Special to The Dallas Examiner
Washington, D.C. – On April 6, Congressman Marc Veasey, D-TX, and Congressman Carlos Curbelo, R-FL, introduced bipartisan legislation to help in the nation’s fight against climate change by making carbon capture technology more attainable. The Carbon Capture Improvement Act, the House bill that complements U.S. Senators Michael Bennet, D-CO, and Rob Portman’s, R-OH, legislation, would help power plants and industrial facilities finance the purchase and installation of carbon capture and storage equipment. The carbon that is captured can be used for Enhanced Oil Recovery or stored underground rather than released into the atmosphere.
“I’m pleased to introduce the Carbon Capture Improvement Act that has garnered bipartisan support because it addresses the financial obstacles of carbon capture and storage technology while protecting jobs and improving the environment,” Veasey said. “Capturing carbon dioxide improves energy security, boosts domestic energy production, and reduces emissions from power plants and industrial facilities to help keep our air clean.
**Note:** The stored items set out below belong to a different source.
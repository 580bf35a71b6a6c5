use serde::{Deserialize, Serialize};
use serde_json::{Map, Value};

use crate::canonical::to_canonical_json_bytes;
use crate::hash::hash_bytes_hex;

/// An ordered mapping from string keys to JSON-like values.
///
/// Used both for property-list documents (Info.plist, entitlements) and for
/// the XML-to-JSON rendition of an Android manifest. Key order is preserved
/// across parse/serialize so that a pass that changes nothing writes back the
/// same bytes.
#[derive(Debug, Clone, Default, PartialEq, Serialize, Deserialize)]
#[serde(transparent)]
pub struct Document(Map<String, Value>);

impl Document {
    pub fn new() -> Self {
        Self(Map::new())
    }

    pub fn from_map(map: Map<String, Value>) -> Self {
        Self(map)
    }

    pub fn into_map(self) -> Map<String, Value> {
        self.0
    }

    pub fn as_map(&self) -> &Map<String, Value> {
        &self.0
    }

    pub fn as_map_mut(&mut self) -> &mut Map<String, Value> {
        &mut self.0
    }

    pub fn get(&self, key: &str) -> Option<&Value> {
        self.0.get(key)
    }

    pub fn get_mut(&mut self, key: &str) -> Option<&mut Value> {
        self.0.get_mut(key)
    }

    pub fn get_str(&self, key: &str) -> Option<&str> {
        self.0.get(key).and_then(Value::as_str)
    }

    pub fn contains_key(&self, key: &str) -> bool {
        self.0.contains_key(key)
    }

    pub fn insert(&mut self, key: impl Into<String>, value: Value) -> Option<Value> {
        self.0.insert(key.into(), value)
    }

    /// Remove a key, keeping the relative order of the remaining keys.
    pub fn remove(&mut self, key: &str) -> Option<Value> {
        self.0.shift_remove(key)
    }

    pub fn is_empty(&self) -> bool {
        self.0.is_empty()
    }

    pub fn len(&self) -> usize {
        self.0.len()
    }

    /// Fingerprint of the canonical JSON form (keys sorted, minified).
    ///
    /// Returns `None` for an unknown algorithm.
    pub fn fingerprint(&self, algorithm: &str) -> Option<String> {
        // A Map of Values always serializes.
        let bytes = to_canonical_json_bytes(self).ok()?;
        hash_bytes_hex(algorithm, &bytes)
    }
}

impl From<Map<String, Value>> for Document {
    fn from(map: Map<String, Value>) -> Self {
        Self(map)
    }
}
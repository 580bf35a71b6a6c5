use nfcmod_vocab::android;

/// Engine configuration options.
///
/// These make the anchoring and strictness trade-offs explicit and testable.
#[derive(Debug, Clone, PartialEq, Eq)]
pub struct MergeOptions {
    /// `android:name` of the primary activity that owns the generated intent filters.
    pub main_activity: String,

    /// Report malformed configuration values as an error instead of ignoring them.
    pub strict_inputs: bool,

    /// Build parameter raised by the build-parameter stage.
    pub build_param: String,

    /// Minimum accepted value for `build_param`.
    pub min_build_param: u32,

    /// Fingerprint algorithm used for telemetry and change detection.
    pub fingerprint_algorithm: String,
}

impl Default for MergeOptions {
    fn default() -> Self {
        Self {
            main_activity: android::DEFAULT_MAIN_ACTIVITY.to_string(),
            strict_inputs: false,
            build_param: android::COMPILE_SDK_VERSION.to_string(),
            min_build_param: android::MIN_COMPILE_SDK_VERSION,
            fingerprint_algorithm: "xxh64".to_string(),
        }
    }
}
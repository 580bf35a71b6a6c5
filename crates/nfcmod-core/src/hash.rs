use sha2::{Digest, Sha256};
use xxhash_rust::xxh3::xxh3_64;

/// Algorithms accepted by [`hash_bytes_hex`].
pub const SUPPORTED_ALGORITHMS: &[&str] = &["xxh64", "sha256"];

/// Compute an xxh64-style hash (hex) over bytes.
///
/// Uses xxh3_64 (from `xxhash-rust`), returned as fixed-width 16-char lowercase hex.
pub fn xxh64_hex(input: &[u8]) -> String {
    format!("{:016x}", xxh3_64(input))
}

/// Lowercase hex SHA-256 of bytes.
pub fn sha256_hex(input: &[u8]) -> String {
    let mut hasher = Sha256::new();
    hasher.update(input);
    hex::encode(hasher.finalize())
}

/// Hash bytes with a named algorithm. `None` if the algorithm is unknown.
pub fn hash_bytes_hex(algorithm: &str, input: &[u8]) -> Option<String> {
    match algorithm {
        "xxh64" => Some(xxh64_hex(input)),
        "sha256" => Some(sha256_hex(input)),
        _ => None,
    }
}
That’s a win-win solution for industry and our environment.”
“Carbon capture technology is an innovative, common-sense solution that allows our nation to continue working towards more efficient sources of energy that better protect the environment,” Curbelo said. “By making it easier and more affordable for power plants and industrial facilities to invest in the infrastructure updates needed to make carbon capture possible, this bipartisan legislation would reduce the carbon emissions that are scientifically proven to hurt our environment while protecting and creating American jobs.”
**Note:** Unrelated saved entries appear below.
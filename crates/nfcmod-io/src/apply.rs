use serde_json::Value;
use tracing::debug;

use nfcmod_merge::{
    ConfigError, MergeOptions, MutationError, PassOutcome, ProjectDocuments, parse_config_value,
    run_pass,
};

use crate::config_schema::validate_config_schema;

#[derive(Debug, thiserror::Error)]
pub enum ApplyError {
    #[error(transparent)]
    Config(#[from] ConfigError),

    /// Strict mode only.
    #[error("configuration does not match schema: {}", .0.join("; "))]
    Schema(Vec<String>),

    #[error(transparent)]
    Mutation(#[from] MutationError),
}

/// Normalize `config` and run one pass over `docs`.
///
/// With `opts.strict_inputs` the configuration must also satisfy the bundled
/// JSON Schema, and any malformed value fails the call before a document is
/// touched.
pub fn apply_config(
    docs: ProjectDocuments,
    config: Value,
    opts: &MergeOptions,
) -> Result<PassOutcome, ApplyError> {
    if opts.strict_inputs {
        validate_config_schema(&config).map_err(ApplyError::Schema)?;
    }

    let normalized = parse_config_value(config, opts.strict_inputs)?;
    debug!(warnings = normalized.warnings.len(), "configuration normalized");

    let mut outcome = run_pass(docs, &normalized.config, opts)?;
    outcome.telemetry.config_warnings = normalized.warnings.len();
    Ok(outcome)
}
use pretty_assertions::assert_eq;
use proptest::prelude::*;
use serde_json::{Value, json};

use nfcmod_core::model::Document;
use nfcmod_merge::array::{merge_unique_strings, merge_unique_values};

fn doc(v: Value) -> Document {
    serde_json::from_value(v).unwrap()
}

#[test]
fn appends_new_values_after_existing_and_collapses_duplicates() {
    let d = doc(json!({"formats": ["TAG", "X"]}));
    let d = merge_unique_strings(d, "formats", &["NDEF", "TAG", "NDEF"]);
    assert_eq!(d.get("formats"), Some(&json!(["TAG", "X", "NDEF"])));
}

#[test]
fn creates_absent_field() {
    let d = merge_unique_strings(Document::new(), "formats", &["NDEF", "TAG"]);
    assert_eq!(d.get("formats"), Some(&json!(["NDEF", "TAG"])));
}

#[test]
fn empty_values_leave_absent_field_absent() {
    let d = merge_unique_values(Document::new(), "formats", &[]);
    assert!(!d.contains_key("formats"));
}

#[test]
fn empty_values_leave_document_unchanged() {
    let input = doc(json!({"formats": [], "other": 1}));
    let out = merge_unique_values(input.clone(), "formats", &[]);
    assert_eq!(out, input);
}

#[test]
fn non_list_field_is_replaced_by_merged_list() {
    let d = doc(json!({"formats": "NDEF"}));
    let d = merge_unique_strings(d, "formats", &["TAG"]);
    assert_eq!(d.get("formats"), Some(&json!(["TAG"])));
}

#[test]
fn merge_keeps_key_position() {
    let d = doc(json!({"a": 1, "formats": ["TAG"], "z": 2}));
    let d = merge_unique_strings(d, "formats", &["NDEF"]);
    let keys: Vec<&str> = d.as_map().keys().map(String::as_str).collect();
    assert_eq!(keys, vec!["a", "formats", "z"]);
}

#[test]
fn structured_values_deduplicate_by_equality() {
    let d = doc(json!({"perms": [{"$": {"android:name": "A"}}]}));
    let d = merge_unique_values(
        d,
        "perms",
        &[json!({"$": {"android:name": "A"}}), json!({"$": {"android:name": "B"}})],
    );
    assert_eq!(
        d.get("perms"),
        Some(&json!([{"$": {"android:name": "A"}}, {"$": {"android:name": "B"}}]))
    );
}

proptest! {
    #[test]
    fn merged_list_has_no_duplicates_and_contains_all_inputs(
        existing in prop::collection::vec("[A-D]{1,2}", 0..8),
        required in prop::collection::vec("[A-D]{1,2}", 1..8),
    ) {
        let d = doc(json!({"k": existing.clone()}));
        let d = merge_unique_strings(d, "k", &required);

        let merged: Vec<String> = serde_json::from_value(d.get("k").cloned().unwrap()).unwrap();
        for (i, a) in merged.iter().enumerate() {
            prop_assert!(!merged[i + 1..].contains(a), "duplicate {a} in {merged:?}");
        }
        for v in existing.iter().chain(required.iter()) {
            prop_assert!(merged.contains(v));
        }
    }

    #[test]
    fn merge_is_idempotent(
        existing in prop::collection::vec("[A-D]{1,2}", 0..8),
        required in prop::collection::vec("[A-D]{1,2}", 0..8),
    ) {
        let once = merge_unique_strings(doc(json!({"k": existing})), "k", &required);
        let twice = merge_unique_strings(once.clone(), "k", &required);
        prop_assert_eq!(once, twice);
    }
}
#[cfg(test)]
mod tests {
    use super::*;

    #[test]
    fn test_cap_of() {
        let limits = CheckLimits::default();
        assert_eq!(limits.cap_of(ids::SECRETS), Some(10));
        assert_eq!(limits.cap_of(ids::HARDCODED_STRINGS), Some(15));
        assert_eq!(limits.cap_of(ids::MR_TITLE), None);
    }

    #[test]
    fn test_severity_parse_and_display() {
        assert_eq!("Critical".parse::<Severity>().unwrap(), Severity::Critical);
        assert_eq!("warn".parse::<Severity>().unwrap(), Severity::Warning);
        assert!("blocker".parse::<Severity>().is_err());
        assert_eq!(Severity::Info.to_string(), "info");
    }

    #[test]
    fn test_only_critical_blocks() {
        assert!(Severity::Critical.is_blocking());
        assert!(!Severity::Warning.is_blocking());
        assert!(!Severity::Info.is_blocking());
    }

    #[test]
    fn test_policy_covers_every_check() {
        let policy = SeverityPolicy::default();
        for id in ids::ALL {
            assert!(policy.0.contains_key(*id), "no default severity for {}", id);
        }
        assert_eq!(policy.severity_of(ids::TODO_TICKETS), Severity::Info);
        assert_eq!(policy.severity_of("unknown"), Severity::Warning);
    }

    #[test]
    fn test_policy_overrides() {
        let mut overrides = BTreeMap::new();
        overrides.insert(ids::DIMENSION_CONVENTIONS.to_string(), Severity::Warning);
        let policy = SeverityPolicy::with_overrides(&overrides);
        assert_eq!(
            policy.severity_of(ids::DIMENSION_CONVENTIONS),
            Severity::Warning
        );
        assert_eq!(policy.severity_of(ids::SECRETS), Severity::Critical);
    }

    #[test]
    fn test_violations_truncation_law() {
        let mut v = Violations::capped(10);
        for i in 0..14 {
            v.push(format!("v{}", i));
        }
        assert_eq!(v.total(), 14);
        let issues = v.into_issues();
        assert_eq!(issues.len(), 11);
        assert_eq!(issues[9], "v9");
        assert_eq!(issues[10], "... and 4 more");
    }

    #[test]
    fn test_truncated_count() {
        assert_eq!(truncated_count(&truncation_line(4)), Some(4));
        assert_eq!(truncated_count("lib/a.dart:3: print(x)"), None);
        assert_eq!(truncated_count("... and many more"), None);
    }

    #[test]
    fn test_violations_listing_below_cap() {
        let mut v = Violations::with_listing(15, 10);
        for i in 0..20 {
            v.push(format!("v{}", i));
        }
        let issues = v.into_issues();
        assert_eq!(issues.len(), 11);
        assert_eq!(issues[10], "... and 10 more");
    }

    #[test]
    fn test_violations_at_cap_has_no_suffix() {
        let mut v = Violations::capped(3);
        for i in 0..3 {
            v.push(format!("v{}", i));
        }
        assert_eq!(v.into_issues().len(), 3);
    }

    #[test]
    fn test_scan_tally_describe() {
        let mut tally = ScanTally::new();
        assert_eq!(tally.describe(), "no eligible files");

        tally.record("lib/a.dart");
        assert_eq!(tally.describe(), "checked 1 file: a.dart");

        for i in 0..6 {
            tally.record(&format!("lib/f{}.dart", i));
        }
        assert_eq!(tally.files(), 7);
        assert_eq!(
            tally.describe(),
            "checked 7 files: a.dart, f0.dart, f1.dart, f2.dart, f3.dart, ..."
        );
    }

    #[test]
    fn test_context_content_lookup() {
        let ctx = CheckContext::new(
            MergeRequest::default(),
            vec![],
            vec![
                FileChange::new("lib/a.dart"),
                FileChange::deleted("lib/b.dart"),
                FileChange::new("assets/logo.png"),
            ],
        )
        .with_content("lib/a.dart", "class A {}");

        assert_eq!(ctx.content("lib/a.dart"), "class A {}");
        assert_eq!(ctx.content("lib/missing.dart"), "");
        assert_eq!(ctx.live_changes().count(), 2);

        let exts = vec!["dart".to_string()];
        let sources: Vec<_> = ctx.source_files(&exts).collect();
        assert_eq!(sources, vec!["lib/a.dart"]);
    }

    #[test]
    fn test_unscanned_files_are_not_scannable() {
        let mut ctx = CheckContext::new(
            MergeRequest::default(),
            vec![],
            vec![FileChange::new("lib/a.dart"), FileChange::new("lib/b.dart")],
        )
        .with_content("lib/a.dart", "class A {}");
        ctx.mark_unscanned("lib/b.dart");

        let exts = vec!["dart".to_string()];
        assert_eq!(ctx.source_files(&exts).count(), 2);
        let scannable: Vec<_> = ctx.scannable_files(&exts).collect();
        assert_eq!(scannable, vec!["lib/a.dart"]);
        assert!(ctx.is_unscanned("lib/b.dart"));
        assert_eq!(ctx.unscanned_count(), 1);
    }

    #[test]
    fn test_standard_checks_match_id_order() {
        let tables = Arc::new(RuleTables::standard().unwrap());
        let checks = standard_checks(&tables, &CheckLimits::default());
        let registered: Vec<_> = checks.iter().map(|c| c.id()).collect();
        assert_eq!(registered, ids::ALL);
    }

    #[test]
    fn test_finding_icons() {
        let failing = Finding {
            check_id: ids::TODO_TICKETS.into(),
            check_name: "TODO tickets".into(),
            severity: Severity::Info,
            result: CheckResult::fail("2 TODOs without ticket", vec![]),
        };
        assert_eq!(failing.status_icon(), "ℹ️");
        assert!(!failing.is_blocking_failure());
        assert_eq!(failing.summary(), "ℹ️ 2 TODOs without ticket");
    }
}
The act allows businesses to use private activity bonds issued by local or state governments to finance a carbon capture project. These bonds are beneficial to consumers and businesses because of their tax-exempt status and because they can be paid back over a longer period of time. If more than 65 percent of carbon dioxide emissions from a given facility are captured and injected underground, then 100 percent of the eligible equipment can be financed with PABs. If less than 65 percent is captured and sequestered, then tax-exempt financing is permitted on a pro-rated basis. This incentivizes a high rate of carbon capture.
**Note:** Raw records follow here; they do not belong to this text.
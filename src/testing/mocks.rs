//! Mock diff sources and report sinks.
//!
//! These mocks provide controllable test doubles for GitLab, enabling
//! deterministic tests of the engine and the run orchestration.

use async_trait::async_trait;
use std::collections::{HashMap, HashSet};
use std::sync::atomic::{AtomicUsize, Ordering};
use std::sync::Mutex;
use std::time::Duration;

use crate::error::{GateError, Result};
use crate::report::ReportSink;
use crate::source::{Commit, DiffSource, FileChange, MergeRequest};

/// In-memory [`DiffSource`] with failure injection.
///
/// # Example
///
/// ```rust,ignore
/// let source = MockDiffSource::new()
///     .with_title("feat(home): add home")
///     .with_commit(Commit::new("a1b2c3d", "feat: add home"))
///     .with_file("lib/home_page.dart", "Text('Hi')");
///
/// assert_eq!(source.fetch_file_content("lib/home_page.dart", "main").await, "Text('Hi')");
/// assert_eq!(source.content_fetch_count(), 1);
/// ```
#[derive(Debug, Default)]
pub struct MockDiffSource {
    merge_request: MergeRequest,
    commits: Vec<Commit>,
    changes: Vec<FileChange>,
    files: HashMap<String, String>,
    failing_files: HashSet<String>,
    fail_metadata: bool,
    fail_commits: bool,
    fail_changes: bool,
    content_delay: Option<Duration>,
    content_fetches: AtomicUsize,
    fetched_refs: Mutex<Vec<String>>,
}

impl MockDiffSource {
    /// Create an empty source.
    #[must_use]
    pub fn new() -> Self {
        Self::default()
    }

    #[must_use]
    pub fn with_title(mut self, title: &str) -> Self {
        self.merge_request.title = title.to_string();
        self
    }

    #[must_use]
    pub fn with_description(mut self, description: &str) -> Self {
        self.merge_request.description = description.to_string();
        self
    }

    #[must_use]
    pub fn with_source_branch(mut self, branch: &str) -> Self {
        self.merge_request.source_branch = branch.to_string();
        self
    }

    #[must_use]
    pub fn with_commit(mut self, commit: Commit) -> Self {
        self.commits.push(commit);
        self
    }

    /// Add a change without content.
    #[must_use]
    pub fn with_change(mut self, change: FileChange) -> Self {
        self.changes.push(change);
        self
    }

    /// Add a changed file together with its content.
    #[must_use]
    pub fn with_file(mut self, path: &str, content: &str) -> Self {
        if !self.changes.iter().any(|c| c.path == path) {
            self.changes.push(FileChange::new(path));
        }
        self.files.insert(path.to_string(), content.to_string());
        self
    }

    /// Make content fetches of `path` fail (yielding empty content).
    #[must_use]
    pub fn failing_file(mut self, path: &str) -> Self {
        self.failing_files.insert(path.to_string());
        self
    }

    #[must_use]
    pub fn failing_metadata(mut self) -> Self {
        self.fail_metadata = true;
        self
    }

    #[must_use]
    pub fn failing_commits(mut self) -> Self {
        self.fail_commits = true;
        self
    }

    #[must_use]
    pub fn failing_changes(mut self) -> Self {
        self.fail_changes = true;
        self
    }

    /// Delay every content fetch.
    #[must_use]
    pub fn with_content_delay(mut self, delay: Duration) -> Self {
        self.content_delay = Some(delay);
        self
    }

    /// Number of content fetches received.
    pub fn content_fetch_count(&self) -> usize {
        self.content_fetches.load(Ordering::SeqCst)
    }

    /// Refs of every content fetch, in order.
    pub fn fetched_refs(&self) -> Vec<String> {
        self.fetched_refs
            .lock()
            .map(|refs| refs.clone())
            .unwrap_or_default()
    }
}

#[async_trait]
impl DiffSource for MockDiffSource {
    async fn fetch_metadata(&self) -> Result<MergeRequest> {
        if self.fail_metadata {
            return Err(GateError::fatal_fetch(
                "merge request metadata",
                "connection refused",
            ));
        }
        Ok(self.merge_request.clone())
    }

    async fn fetch_commits(&self) -> Result<Vec<Commit>> {
        if self.fail_commits {
            return Err(GateError::fatal_fetch("commits", "GitLab returned 500"));
        }
        Ok(self.commits.clone())
    }

    async fn fetch_changed_files(&self) -> Result<Vec<FileChange>> {
        if self.fail_changes {
            return Err(GateError::fatal_fetch("changed files", "timed out"));
        }
        Ok(self.changes.clone())
    }

    async fn fetch_file_content(&self, path: &str, git_ref: &str) -> String {
        self.content_fetches.fetch_add(1, Ordering::SeqCst);
        if let Ok(mut refs) = self.fetched_refs.lock() {
            refs.push(git_ref.to_string());
        }
        if let Some(delay) = self.content_delay {
            tokio::time::sleep(delay).await;
        }
        if self.failing_files.contains(path) {
            return String::new();
        }
        self.files.get(path).cloned().unwrap_or_default()
    }
}

/// [`ReportSink`] that records every posted body.
#[derive(Debug, Default)]
pub struct RecordingSink {
    posts: Mutex<Vec<String>>,
    fail: bool,
}

impl RecordingSink {
    #[must_use]
    pub fn new() -> Self {
        Self::default()
    }

    /// A sink whose every post fails.
    #[must_use]
    pub fn failing() -> Self {
        Self {
            fail: true,
            ..Self::default()
        }
    }

    /// Bodies posted so far.
    pub fn posts(&self) -> Vec<String> {
        self.posts
            .lock()
            .map(|posts| posts.clone())
            .unwrap_or_default()
    }
}

#[async_trait]
impl ReportSink for RecordingSink {
    async fn post_report(&self, body: &str) -> Result<()> {
        if self.fail {
            return Err(GateError::sink_post("GitLab returned 403 Forbidden"));
        }
        if let Ok(mut posts) = self.posts.lock() {
            posts.push(body.to_string());
        }
        Ok(())
    }
}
“Private activity bonds are a well-developed tool that has been used for decades to cut the cost of financing a broad range of energy-related infrastructure. The time is right to apply them to accelerating carbon capture projects with major economic and environmental benefits – and little cost to taxpayers.” said Dan Reicher, executive director, Stanford Steyer-Taylor Center for Energy Policy and Finance and former assistant secretary of energy for Energy Efficiency and Renewable Energy at the U.S. Department of Energy.